[R-sig-ME] Problems withestimationg model in lmer
Nicholas Lewin-Koh
lewin-koh.nicholas at gene.com
Thu Feb 14 19:35:03 CET 2008
Hi Doug,
Actually the effect is subtle. If you look at slice by day
and look at the dose response curves from the model there is
a small effect at small doses in the slope, as the dose increases there is
actual suppression.
By the way, even though I tried to strip off anything that might be
informative about which compound this is, please understand that this is
company data. I would ask that it not be distributed beyond your class. I do
not have the authority to ok its release to a broader audience.

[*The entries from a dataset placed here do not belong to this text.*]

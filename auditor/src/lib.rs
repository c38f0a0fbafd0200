//! Independent tamper auditing.
//!
//! An auditor is a third party that periodically asks the ledger for its
//! current state and a consistency proof against the last state the auditor
//! itself verified. It shares the voting service's proof verification but
//! none of its trust: a fresh auditor trusts only what it can prove.

pub mod client;
pub mod error;
pub mod verdict;

pub use client::{Auditor, LedgerClient};
pub use error::AuditError;
pub use verdict::{assess, Outcome, Verdict};
//! Ballot value encoding.
//!
//! A ballot is a two-byte big-endian unsigned integer. `0` is reserved as
//! the "not yet cast" sentinel; every other value is a candidate code.

/// Sentinel vote value meaning "not yet cast".
pub const UNCAST: u16 = 0;

/// Encode a vote value for storage.
pub fn encode_vote(value: u16) -> Vec<u8> {
    value.to_be_bytes().to_vec()
}

/// Decode a stored ballot value. `None` if the bytes are not exactly two.
pub fn decode_vote(bytes: &[u8]) -> Option<u16> {
    let arr: [u8; 2] = bytes.try_into().ok()?;
    Some(u16::from_be_bytes(arr))
}
//! Request handlers and their wire types.
//!
//! Every request and response is an explicitly named type; nothing embeds
//! or inherits another endpoint's shape.

use crate::error::RpcError;
use crate::server::AppState;
use axum::extract::{Query, State};
use axum::http::StatusCode;
use axum::Json;
use base64::engine::general_purpose::STANDARD as BASE64;
use base64::Engine;
use serde::{Deserialize, Serialize};
use std::collections::BTreeMap;
use std::sync::Arc;
use verivote_store::{DualProof, StoreError};
use verivote_types::keys::{ballot_key, citizen_key, voter_key};
use verivote_voting::{decode_vote, RegisterRequest, Voter, VotingError};

// ── Registration ─────────────────────────────────────────────────────────

#[derive(Deserialize)]
pub struct RegisterVoterRequest {
    pub citizen_id: String,
    pub name: String,
    pub address: String,
    pub email: String,
}

#[derive(Serialize)]
pub struct RegisterVoterResponse {
    pub voter_id: String,
    pub ballot_id: String,
}

pub async fn register_voter(
    State(state): State<Arc<AppState>>,
    Json(req): Json<RegisterVoterRequest>,
) -> Result<Json<RegisterVoterResponse>, RpcError> {
    let registration = state.workflow.register_voter(&RegisterRequest {
        citizen_id: req.citizen_id,
        name: req.name,
        address: req.address,
        email: req.email,
    })?;
    Ok(Json(RegisterVoterResponse {
        voter_id: registration.voter_id.to_string(),
        ballot_id: registration.ballot_id.to_string(),
    }))
}

#[derive(Deserialize)]
pub struct ApproveVoterRequest {
    pub voter_id: String,
}

pub async fn approve_voter(
    State(state): State<Arc<AppState>>,
    Json(req): Json<ApproveVoterRequest>,
) -> Result<StatusCode, RpcError> {
    state.workflow.approve_voter(&req.voter_id)?;
    Ok(StatusCode::NO_CONTENT)
}

// ── Voting ───────────────────────────────────────────────────────────────

#[derive(Deserialize)]
pub struct CastVoteRequest {
    pub voter_id: String,
    pub ballot_id: String,
    pub vote: u16,
}

pub async fn cast_vote(
    State(state): State<Arc<AppState>>,
    Json(req): Json<CastVoteRequest>,
) -> Result<StatusCode, RpcError> {
    state
        .workflow
        .cast_vote(&req.voter_id, &req.ballot_id, req.vote)?;
    Ok(StatusCode::NO_CONTENT)
}

// ── Status and ballots ───────────────────────────────────────────────────

#[derive(Deserialize)]
pub struct VoterStatusQuery {
    pub voter_id: String,
}

#[derive(Serialize)]
pub struct VoterStatusResponse {
    pub approved: bool,
    pub voted: bool,
}

/// Status reads go through the verified-read engine: the server proves its
/// own ledger's integrity on every read it serves.
pub async fn voter_status(
    State(state): State<Arc<AppState>>,
    Query(query): Query<VoterStatusQuery>,
) -> Result<Json<VoterStatusResponse>, RpcError> {
    let entry = match state.reader.verified_get(&voter_key(&query.voter_id)) {
        Ok(entry) => entry,
        Err(verivote_verify::VerifyError::Store(StoreError::NotFound(_))) => state
            .reader
            .verified_get(&citizen_key(&query.voter_id))
            .map_err(|e| match e {
                verivote_verify::VerifyError::Store(StoreError::NotFound(_)) => {
                    RpcError::Voting(VotingError::NotRegistered)
                }
                other => other.into(),
            })?,
        Err(e) => return Err(e.into()),
    };
    let voter: Voter = serde_json::from_slice(&entry.value)
        .map_err(|e| RpcError::Voting(VotingError::Malformed(e.to_string())))?;
    Ok(Json(VoterStatusResponse {
        approved: voter.approved_at.is_some(),
        voted: voter.voted_at.is_some(),
    }))
}

#[derive(Deserialize)]
pub struct BallotQuery {
    pub ballot_id: String,
}

#[derive(Serialize)]
pub struct BallotResponse {
    pub vote: u16,
}

pub async fn ballot(
    State(state): State<Arc<AppState>>,
    Query(query): Query<BallotQuery>,
) -> Result<Json<BallotResponse>, RpcError> {
    let entry = state
        .reader
        .verified_get(&ballot_key(&query.ballot_id))
        .map_err(|e| match e {
            verivote_verify::VerifyError::Store(StoreError::NotFound(_)) => {
                RpcError::Voting(VotingError::NoSuchBallot)
            }
            other => other.into(),
        })?;
    let vote = decode_vote(&entry.value)
        .ok_or_else(|| RpcError::Voting(VotingError::Malformed("ballot bytes".into())))?;
    Ok(Json(BallotResponse { vote }))
}

#[derive(Serialize)]
pub struct RandomBallotResponse {
    pub ballot_id: String,
    pub vote: u16,
    /// All committed values oldest first; shows the append-only history.
    pub history: Vec<u16>,
}

pub async fn random_ballot(
    State(state): State<Arc<AppState>>,
) -> Result<Json<RandomBallotResponse>, RpcError> {
    let view = state
        .workflow
        .random_ballot()?
        .ok_or(RpcError::Voting(VotingError::NoSuchBallot))?;
    Ok(Json(RandomBallotResponse {
        ballot_id: view.ballot_id,
        vote: view.vote,
        history: view.history,
    }))
}

// ── Audit surface ────────────────────────────────────────────────────────

#[derive(Serialize)]
pub struct StateResponse {
    pub tx_id: u64,
    /// Base64-encoded state digest.
    pub tx_hash: String,
}

pub async fn ledger_state(
    State(state): State<Arc<AppState>>,
) -> Result<Json<StateResponse>, RpcError> {
    let checkpoint = state.store.current_checkpoint()?;
    Ok(Json(StateResponse {
        tx_id: checkpoint.tx_id,
        tx_hash: BASE64.encode(checkpoint.digest.as_bytes()),
    }))
}

#[derive(Deserialize)]
pub struct VerifiableTxQuery {
    pub server_tx: u64,
    #[serde(default)]
    pub local_tx: u64,
}

pub async fn verifiable_tx(
    State(state): State<Arc<AppState>>,
    Query(query): Query<VerifiableTxQuery>,
) -> Result<Json<DualProof>, RpcError> {
    let proof = state.store.verifiable_tx(query.server_tx, query.local_tx)?;
    Ok(Json(proof))
}

// ── Stats ────────────────────────────────────────────────────────────────

#[derive(Serialize)]
pub struct StatsResponse {
    pub registered: u64,
    pub voted: u64,
    pub ballots: u64,
    pub results: BTreeMap<u16, u64>,
}

pub async fn stats(
    State(state): State<Arc<AppState>>,
) -> Result<Json<StatsResponse>, RpcError> {
    let report = state.workflow.tally()?;
    Ok(Json(StatsResponse {
        registered: report.registered,
        voted: report.voted,
        ballots: report.ballots,
        results: report.results,
    }))
}
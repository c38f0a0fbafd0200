//! Merkle helpers for per-transaction entry trees.
//!
//! Each ledger transaction commits a small Merkle tree over its entries'
//! leaf digests; the root becomes the transaction's `entries_digest`.
//! Interior nodes are hashed with a `0x02` domain separator so a leaf can
//! never be reinterpreted as a node. Odd nodes are promoted unchanged
//! (no duplication), so the path length is at most `ceil(log2(width))`.

use crate::hash::blake2b_256_multi;
use verivote_types::RootDigest;

const NODE: &[u8] = &[0x02];

fn node_digest(left: &RootDigest, right: &RootDigest) -> RootDigest {
    RootDigest::new(blake2b_256_multi(&[
        NODE,
        left.as_bytes(),
        right.as_bytes(),
    ]))
}

/// Compute the Merkle root of a non-empty leaf list.
///
/// Returns `RootDigest::ZERO` for an empty list (a transaction with no
/// entries cannot be committed, so this only appears in degenerate tests).
pub fn merkle_root(leaves: &[RootDigest]) -> RootDigest {
    if leaves.is_empty() {
        return RootDigest::ZERO;
    }
    let mut level = leaves.to_vec();
    while level.len() > 1 {
        let mut next = Vec::with_capacity(level.len() / 2 + 1);
        for pair in level.chunks(2) {
            match pair {
                [l, r] => next.push(node_digest(l, r)),
                [single] => next.push(*single),
                _ => unreachable!("chunks(2) yields 1 or 2 items"),
            }
        }
        level = next;
    }
    level[0]
}

/// Compute the audit path for `index` within `leaves`: the sibling digests
/// needed to recompute the root, bottom-up.
pub fn audit_path(leaves: &[RootDigest], index: usize) -> Vec<RootDigest> {
    let mut path = Vec::new();
    if leaves.is_empty() || index >= leaves.len() {
        return path;
    }
    let mut level = leaves.to_vec();
    let mut idx = index;
    while level.len() > 1 {
        let sibling = if idx % 2 == 0 { idx + 1 } else { idx - 1 };
        if sibling < level.len() {
            path.push(level[sibling]);
        }
        let mut next = Vec::with_capacity(level.len() / 2 + 1);
        for pair in level.chunks(2) {
            match pair {
                [l, r] => next.push(node_digest(l, r)),
                [single] => next.push(*single),
                _ => unreachable!("chunks(2) yields 1 or 2 items"),
            }
        }
        level = next;
        idx /= 2;
    }
    path
}

/// Recompute a root from `leaf` at `index` in a tree of `width` leaves,
/// consuming the audit path bottom-up, and compare against `root`.
pub fn verify_audit_path(
    leaf: &RootDigest,
    index: usize,
    width: usize,
    path: &[RootDigest],
    root: &RootDigest,
) -> bool {
    if width == 0 || index >= width {
        return false;
    }
    let mut digest = *leaf;
    let mut idx = index;
    let mut level_width = width;
    let mut path_iter = path.iter();
    while level_width > 1 {
        let has_sibling = if idx % 2 == 0 {
            idx + 1 < level_width
        } else {
            true
        };
        if has_sibling {
            let sibling = match path_iter.next() {
                Some(s) => s,
                None => return false,
            };
            digest = if idx % 2 == 0 {
                node_digest(&digest, sibling)
            } else {
                node_digest(sibling, &digest)
            };
        }
        idx /= 2;
        level_width = level_width / 2 + level_width % 2;
    }
    path_iter.next().is_none() && digest == *root
}

#[cfg(test)]
mod tests {
    use super::*;
    use proptest::prelude::*;

    fn leaves(n: usize) -> Vec<RootDigest> {
        (0..n).map(|i| RootDigest::new([i as u8; 32])).collect()
    }

    #[test]
    fn single_leaf_root_is_leaf() {
        let l = leaves(1);
        assert_eq!(merkle_root(&l), l[0]);
        assert!(verify_audit_path(&l[0], 0, 1, &[], &l[0]));
    }

    #[test]
    fn audit_paths_verify_for_every_index() {
        for n in 1..=9 {
            let l = leaves(n);
            let root = merkle_root(&l);
            for i in 0..n {
                let path = audit_path(&l, i);
                assert!(
                    verify_audit_path(&l[i], i, n, &path, &root),
                    "n={n} i={i}"
                );
            }
        }
    }

    #[test]
    fn wrong_leaf_fails() {
        let l = leaves(4);
        let root = merkle_root(&l);
        let path = audit_path(&l, 2);
        let wrong = RootDigest::new([0xFF; 32]);
        assert!(!verify_audit_path(&wrong, 2, 4, &path, &root));
    }

    #[test]
    fn wrong_index_fails() {
        let l = leaves(4);
        let root = merkle_root(&l);
        let path = audit_path(&l, 2);
        assert!(!verify_audit_path(&l[2], 3, 4, &path, &root));
        assert!(!verify_audit_path(&l[2], 5, 4, &path, &root));
    }

    #[test]
    fn truncated_path_fails() {
        let l = leaves(8);
        let root = merkle_root(&l);
        let mut path = audit_path(&l, 5);
        path.pop();
        assert!(!verify_audit_path(&l[5], 5, 8, &path, &root));
    }

    proptest! {
        #[test]
        fn prop_random_trees_verify(n in 1usize..32, seed in any::<u8>()) {
            let l: Vec<RootDigest> = (0..n)
                .map(|i| RootDigest::new([seed.wrapping_add(i as u8); 32]))
                .collect();
            let root = merkle_root(&l);
            for i in 0..n {
                let path = audit_path(&l, i);
                prop_assert!(verify_audit_path(&l[i], i, n, &path, &root));
            }
        }

        #[test]
        fn prop_flipped_leaf_byte_fails(n in 2usize..16, i in 0usize..16) {
            let i = i % n;
            let l: Vec<RootDigest> = (0..n)
                .map(|k| RootDigest::new([k as u8 + 1; 32]))
                .collect();
            let root = merkle_root(&l);
            let path = audit_path(&l, i);
            let mut bytes = *l[i].as_bytes();
            bytes[0] ^= 0x01;
            let tampered = RootDigest::new(bytes);
            prop_assert!(!verify_audit_path(&tampered, i, n, &path, &root));
        }
    }
}
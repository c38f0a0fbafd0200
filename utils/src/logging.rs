//! Structured logging initialization via `tracing`.

/// Initialize the tracing subscriber.
///
/// Respects the `RUST_LOG` environment variable for filtering and falls
/// back to `info` when it is unset.
pub fn init_tracing() {
    use tracing_subscriber::EnvFilter;
    let filter = EnvFilter::try_from_default_env().unwrap_or_else(|_| EnvFilter::new("info"));
    tracing_subscriber::fmt().with_env_filter(filter).init();
}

Thanks for your understanding
Nicholas
-----Original Message-----
From: dmbates at gmail.com [mailto:dmbates at gmail.com] On Behalf Of Douglas
Bates
Sent: Thursday, February 14, 2008 10:18 AM
To: Nicholas Lewin-Koh
Cc: r-sig-mixed-models at r-project.org; Bert Gunter;
lattice-seminar at cs.wisc.edu
Subject: Re: [R-sig-ME] Problems withestimationg model in lmer
Thanks for sending the data with your report, Nicholas. I found it
very interesting, especially as a group of us are conducting a reading
course using Deepayan Sarkar's forthcoming book "Lattice: Multivariate
Data Visualization with R" (Springer, 2008). (The book is due out
next month - Deepayan was kind enough to let us use a preprint copy
for the course.) I enclose a plot of these data and the R code that
generates the plot. It is interesting because it shows a thresholding
kind of behavior. There is not much effect for dose until about 1.25
mg/kg.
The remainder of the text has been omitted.